1. Because 99% of the objects in the engines I've worked with are not Plain Old Data
2. Because the data is padded or aligned differently on different platforms
You only use this for plain old data. If you're building an engine system and want to be able to load it form disc with a memcpy, then you're able to make the choice to design it as POD.
The thing about KISS, is that it's hindered by complex engineering, so you end up with a war in your code-base when you try to mix the brutally simple with the deceivingly complex :)
For 2, your build system needs to generate binaries for each platform - meaning your can't load your PS3 assets on a PS4. Your serializer can know some things about the platform it's generating for, such as its endianness and the padding rules of its compiler.
This is why we only use it for the kind of static assets that you ship on a disc, and not more portable/flexible/changing things, such as save-games or user-facing editable content.
I can appreciate the hypothetical speed benefits of this but given how error-prone they are, I wonder whether there is any real benefit.
Well it depends what you're comparing it to. There's a lot of games that peg a CPU core at 100% usage for 30 seconds when loading a level :D
We handle data structures of any complexity, references between different assets (
model loads a material loads a texture, etc) and do next to no CPU work during loading -- it's all just waiting for the CPU to map our data into address-space. For graphics assets, we support loading an asset as several "blobs" which can be allocated in different ways, which allows us to stream vertex/pixel data directly into GPU memory instead of, e.g. loading an image file into memory, deserializing it, then creating the GPU resource, and then copying the data across.

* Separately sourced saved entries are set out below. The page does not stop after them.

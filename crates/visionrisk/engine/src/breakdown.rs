//! Breakdown builder: categorical reasons to a ranked factor table.

use visionrisk_types::BreakdownEntry;

/// Label used for the synthetic dominant factor on hard blocks.
const SANCTIONED_COUNTERPARTY: &str = "sanctioned Counterparty";

/// Whether a reason string belongs to the sanction class.
///
/// Upstream has emitted both "sanction*" and bare "OFAC" labels for the same
/// condition, so the class matches either token.
pub fn is_sanction_reason(reason: &str) -> bool {
    let lower = reason.to_ascii_lowercase();
    lower.contains("sanction") || lower.contains("ofac")
}

/// Point weight for one reason. Known structural reasons take their table
/// weight before the sanction-class pattern is consulted, so
/// "shortest Path To Sanctioned" stays at 6 rather than being promoted to 40.
fn reason_weight(reason: &str) -> i64 {
    match reason {
        "fan In High" => 9,
        "shortest Path To Sanctioned" => 6,
        // Placeholders until these carry real weights.
        "burst Anomaly" | "known Mixer Proximity" => 0,
        _ if is_sanction_reason(reason) => 40,
        _ => 0,
    }
}

/// Build the ranked factor table for a set of reasons.
///
/// A hard block must always show a dominant visible cause: when `blocked` and
/// no sanction-class reason is present, a synthetic sanctioned-counterparty
/// entry is prepended. The result is sorted descending by delta; ties keep
/// their original relative order.
pub fn build_breakdown(reasons: &[String], blocked: bool) -> Vec<BreakdownEntry> {
    let mut entries: Vec<BreakdownEntry> = reasons
        .iter()
        .map(|reason| BreakdownEntry::new(reason.clone(), reason_weight(reason)))
        .collect();

    let has_sanction_entry = entries.iter().any(|e| e.delta == 40);
    if blocked && !has_sanction_entry {
        entries.insert(0, BreakdownEntry::new(SANCTIONED_COUNTERPARTY, 40));
    }

    entries.sort_by(|a, b| b.delta.cmp(&a.delta));
    entries
}

#[cfg(test)]
mod tests {
    use super::*;

    fn reasons(items: &[&str]) -> Vec<String> {
        items.iter().map(|s| s.to_string()).collect()
    }

    #[test]
    fn empty_and_unblocked_yields_empty_table() {
        assert!(build_breakdown(&[], false).is_empty());
    }

    #[test]
    fn blocked_without_sanction_reason_gets_synthetic_entry() {
        let table = build_breakdown(&[], true);
        assert_eq!(table.len(), 1);
        assert_eq!(table[0], BreakdownEntry::new("sanctioned Counterparty", 40));
    }

    #[test]
    fn known_reasons_take_table_weights() {
        let table = build_breakdown(&reasons(&["fan In High"]), false);
        assert_eq!(table, vec![BreakdownEntry::new("fan In High", 9)]);
    }

    #[test]
    fn ofac_reason_suppresses_synthetic_duplicate() {
        let table = build_breakdown(&reasons(&["OFAC"]), true);
        assert_eq!(table, vec![BreakdownEntry::new("OFAC", 40)]);
    }

    #[test]
    fn shortest_path_keeps_its_table_weight_and_triggers_synthetic() {
        // "shortest Path To Sanctioned" weighs 6; it is structural, not a
        // sanction verdict, so a hard block still adds the dominant cause.
        let table = build_breakdown(&reasons(&["shortest Path To Sanctioned"]), true);
        assert_eq!(
            table,
            vec![
                BreakdownEntry::new("sanctioned Counterparty", 40),
                BreakdownEntry::new("shortest Path To Sanctioned", 6),
            ]
        );
    }

    #[test]
    fn table_is_sorted_descending_with_stable_ties() {
        let table = build_breakdown(
            &reasons(&[
                "burst Anomaly",
                "fan In High",
                "known Mixer Proximity",
                "sanctioned Counterparty",
            ]),
            false,
        );
        assert_eq!(
            table,
            vec![
                BreakdownEntry::new("sanctioned Counterparty", 40),
                BreakdownEntry::new("fan In High", 9),
                BreakdownEntry::new("burst Anomaly", 0),
                BreakdownEntry::new("known Mixer Proximity", 0),
            ]
        );
    }

    #[test]
    fn unknown_reasons_weigh_zero() {
        let table = build_breakdown(&reasons(&["novel Heuristic"]), false);
        assert_eq!(table, vec![BreakdownEntry::new("novel Heuristic", 0)]);
    }
}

Often we don't even fix up pointers on load. I've a template library containing pointer-as-relative-offset, pointer-as-absolute-offset, fixed array, fixed hash table, fixed string (with optional length prepended to the chars, and the hash appearing next to the offset to the chars), etc. Instead of doing a pass over the data to deserialize these, they're just left as is, and pointers are computed on the fly in operator->, etc. This can be a big win where you know a 2byte offset is enough, but a pointer would be 8bytes.
This sounds fascinating but I have no idea how that would work. Say you have this object:
class Xyz
{
std::string name;
u32 value1;
};
What does the writing code look like? Do you write each field out individually, telling it that you want 'name' to be written as a fixed string? Because I'm encountering serialisation strategies that basically mandate removal of that string from the class, replacement with a string hash or some other POD type, then an fwrite (or equivalent).
(Or, worse, I've seen a system that expected to read objects back in a single chunk, but required each field to be written individually, so that it could mangle pointers on the way out. This kind of gives you the worst of both worlds. But hey, fast loads and you can still use pointers!)
If I'm using this deserialization technique, I'm almost certainly using it for some kind of immutable asset data. It's very rare to have mutable assets. That means that
std::string is overkill. Though it's hard to think of a good use for
std::string in any part of a game engine IMHO :wink:
For an example system, I'd write some C++ code of the data that I need, and the algorithms I need to consume it:
struct Bar
{
u32 value1;
u32 value2;
};
struct Foo
{
StringOffset name;
Offset<Bar> bar;
};
struct MyBlob
{
List<Foo> foos;
};
void Test( const MyBlob& blob )
{
for( uint i=0, end=blob.things.count; ++i )
{
const Foo& foo = blobs.foos[i];
const Bar& bar = *foo.bar;
const char* name = foo.name;
printf( "name %s, %d, %d", name, bar.value1, foo.bar->value2 );
}
}
I could write a better serialization system for the C# tool / generator side, but it's all explicit ATM:
class FooBar
{
public string name;
public int v1, v2;
};
...
List<FooBar> data = ...
using(var chunk0 = new MemoryStream())
using(var w = new BinaryWriter(chunk0))
{
StringTable strings = new StringTable(StringTable.Encoding.Pascal, true);
//struct MyBlob
w.Write32(data.Count);//MyBlob.foos.count
long[] tocBars = new long[d.Count];
for( int i=0, end=data.Count; i!=end; ++i )
{
//struct Foo
strings.WriteOffset(w, data[i].name); // Foo.name
tocBars[i] = w.WriteTemp32(); // Foo.bar
}
for( int i=0, end=d.Count; i!=end; ++i )
{
w.OverwriteTemp32(tocBars[i], w.RelativeOffset(tocBars[i])); // Fix up Foo.bar
//struct Bar
w.Write32(data.Count);// Bar.value1
w.Write32(data.Count);// Bar.value2
}
strings.WriteChars(w);
}